In September 1999 Archbishop Alan de Lastic and UCFHR National Convenor John Dayal protested to Prime Minister Atal Bihari Vajpayee over an ongoing terror campaign against the Orissa Christian community after Roman Catholic Priest Arul Doss had been brutally killed.

===John Dayal===

John Dayal also played a key role in formation of the UCFHR and was National Convenor.
In September 1999 Human Rights Watch quoted Dayal as saying of the attacks "Dalits and tribals are used as instruments. They are paid, drugged, alcoholized, they are in a stupor".
In September 2000 U.S. President Bill Clinton welcomed Indian Prime Minister Atal Bihari Vajpayee to the White House.
In New York John Dayal and Bernard Chand, president of the International Council of Evangelical Churches, held a briefing hosted by Human Rights Watch on religious persecution of India’s Christian minority.

==Activities==

In June 2000 the New Delhi-based UCFHR said it had identified 129 attacks in the past year against Christian churches, schools and individuals. Officials of the Indian government denied any involvement in the attacks.
After a renewed surge of violence against Muslims and Christians in June 2005 John Dayal asked that a proposed constitutional review should consider the increased violence against minorities who are living in "an atmosphere of hatred".
In 2009 the Gujarat United Christian Forum for Human Rights challenged the state's Freedom of Religion Act 2003 on the basis that it violated the constitutional right of individuals to choose their religion.
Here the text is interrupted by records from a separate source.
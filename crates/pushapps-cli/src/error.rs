//! CLI error types

use pushapps_control::{ConfigError, PushAppsError};
use pushapps_platform::PlatformError;
use thiserror::Error;

/// Exit code for any failed run
pub const FAILURE_EXIT_CODE: i32 = 3;

#[derive(Debug, Error)]
pub enum CliError {
    #[error("Configuration error: {0}")]
    Config(#[from] ConfigError),

    #[error("Unable to build platform client: {0}")]
    Client(#[from] PlatformError),

    #[error(transparent)]
    Run(#[from] PushAppsError),

    #[error("JSON error: {0}")]
    Json(#[from] serde_json::Error),
}

/// Result type for CLI operations
pub type CliResult<T> = Result<T, CliError>;
//! Diagnostic log sources

use async_trait::async_trait;
use pushapps_types::LogLine;

/// Fetches recent log lines for a task that failed terminally
///
/// Implementations swallow their own failures and return an empty list; a
/// missing log must never hide the task's error.
#[async_trait]
pub trait LogSource: Send + Sync {
    async fn recent_logs(&self, identifier: &str) -> Vec<LogLine>;
}

/// Log source for phases without application logs
#[derive(Debug, Clone, Copy, Default)]
pub struct NoLogs;

#[async_trait]
impl LogSource for NoLogs {
    async fn recent_logs(&self, _identifier: &str) -> Vec<LogLine> {
        Vec::new()
    }
}
//! PushApps Scheduler
//!
//! Drives a queue of deployment tasks against a remote platform with bounded
//! concurrency. Work is pulled in waves of at most `max_in_flight` items; a
//! wave settles completely (including requeues) before the next pull.
//!
//! ## Components
//!
//! - [`WorkQueue`]: shared FIFO the source drains and the scheduler requeues into
//! - [`DemandSource`]: pull-based producer with a one-shot end-of-stream
//! - [`RetryBudget`]: per-identifier remaining retries, owned by one run
//! - [`OperationScheduler`]: the consumer, classifying and retrying failures
//!
//! ## Usage
//!
//! ```no_run
//! use pushapps_scheduler::{operation_fn, OperationScheduler, WorkQueue};
//! # use pushapps_types::{Classify, OperationConfig};
//! # #[derive(Clone)] struct Task(String);
//! # impl OperationConfig for Task {
//! #     fn identifier(&self) -> &str { &self.0 }
//! #     fn optional(&self) -> bool { false }
//! # }
//! # #[derive(Debug)] struct Failed;
//! # impl std::fmt::Display for Failed {
//! #     fn fmt(&self, f: &mut std::fmt::Formatter<'_>) -> std::fmt::Result { write!(f, "failed") }
//! # }
//! # impl Classify for Failed { fn is_transient(&self) -> bool { false } }
//!
//! # async fn example() -> Result<(), Box<dyn std::error::Error>> {
//! let queue = WorkQueue::from_items(vec![Task("a".into()), Task("b".into())]);
//! let scheduler = OperationScheduler::builder(
//!     queue,
//!     operation_fn(|_task: Task| async move { Ok::<(), Failed>(()) }),
//! )
//! .max_in_flight(2)
//! .retries(3)
//! .description(|task: &Task| format!("Deploy {}", task.0))
//! .build()?;
//!
//! let report = scheduler.run().await?;
//! assert_eq!(report.results.len(), 2);
//! # Ok(())
//! # }
//! ```

#![deny(unsafe_code)]
#![cfg_attr(feature = "strict-docs", warn(missing_docs))]
#![cfg_attr(not(feature = "strict-docs"), allow(missing_docs))]

pub mod budget;
pub mod error;
pub mod logs;
pub mod operation;
pub mod queue;
pub mod scheduler;
pub mod source;

pub use budget::RetryBudget;
pub use error::{Result, SchedulerError};
pub use logs::{LogSource, NoLogs};
pub use operation::{operation_fn, reporting_fn, Operation, Outcome};
pub use queue::WorkQueue;
pub use scheduler::{OperationScheduler, SchedulerBuilder, SchedulerReport};
pub use source::{Demand, DemandSource};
The act had required a person who had decided to convert to a different religion to seek prior permission from a district magistrate.
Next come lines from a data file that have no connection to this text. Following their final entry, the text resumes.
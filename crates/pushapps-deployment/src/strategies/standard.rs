//! Standard in-place deployment

use super::executor::DeploymentExecutor;
use crate::context::DeploymentContext;
use crate::error::Result;
use crate::pipeline::{pipeline_stages, run_stages};
use crate::PhaseResult;
use async_trait::async_trait;
use pushapps_types::AppConfig;
use std::sync::Arc;
use tracing::info;

/// Runs the five-stage pipeline directly against the application
pub struct StandardDeploymentExecutor;

#[async_trait]
impl DeploymentExecutor for StandardDeploymentExecutor {
    async fn execute(
        &self,
        app: &AppConfig,
        ctx: &Arc<DeploymentContext>,
    ) -> Result<Vec<PhaseResult<AppConfig>>> {
        info!(app = %app.name, "Deploying application");
        let outcome = run_stages(pipeline_stages(app), ctx).await?;
        Ok(outcome.results)
    }

    fn name(&self) -> &str {
        "standard"
    }
}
The Karnataka United Christian Forum for Human Rights (KUCFHR) was formed in September 2008 after attacks were launched on Christian Churches across Karnataka.
In December 2009 priests and pastors from several Christian denominations participated at an ecumenical meeting organized by KUCFHR at St. Mark's Cathedral in Bangalore.
Attendees discussed recent allegations of forced conversions to Christianity, and an attempt by the government to introduce an anti-conversion bill.
After the attacks of 2008 and 2009, the KUCFHR began making representations to the Government every time incidents were reported from anywhere in the state.

In February 2011 the Karnataka United Christian Forum for Human Rights and the Karnataka Region Catholic Bishops' Council staged a sit-in protest over the findings from an investigation of a series of attack in September 2008 on Christian targets in southern Karnataka state. The report had failed to identify the attackers in 57 incidents involving Christian churches and other sites.
Speaking at the KUCFHR meeting Rev. Bernad Moras said: "Let us not be intimidated by any threats or attacks, let us boldly profess, practise and propagate our faith".
In August 2011 Fr Ronnie Prabhu, general secretary of the Karnataka United Christian Forum for Human Rights, reported that police had been calling on local clergymen saying they must register their prayer houses at the local police station. They were told that if they did not do so their meetings would be illegal and the police would not protect them.

In February 2023, The United Christian Forum for Human Rights has written to the President of India to request that the constitutional rights of the Christian community be protected. In a document expressing deep concern over 597 incidents of violence committed against Christians in 21 states in India, it petitioned the President to ask both the Union and State governments to safeguard the rights and freedom of the Christian community to practice its faith, run its educational facilities, and live with respect throughout India, as its safety has come under severe threat.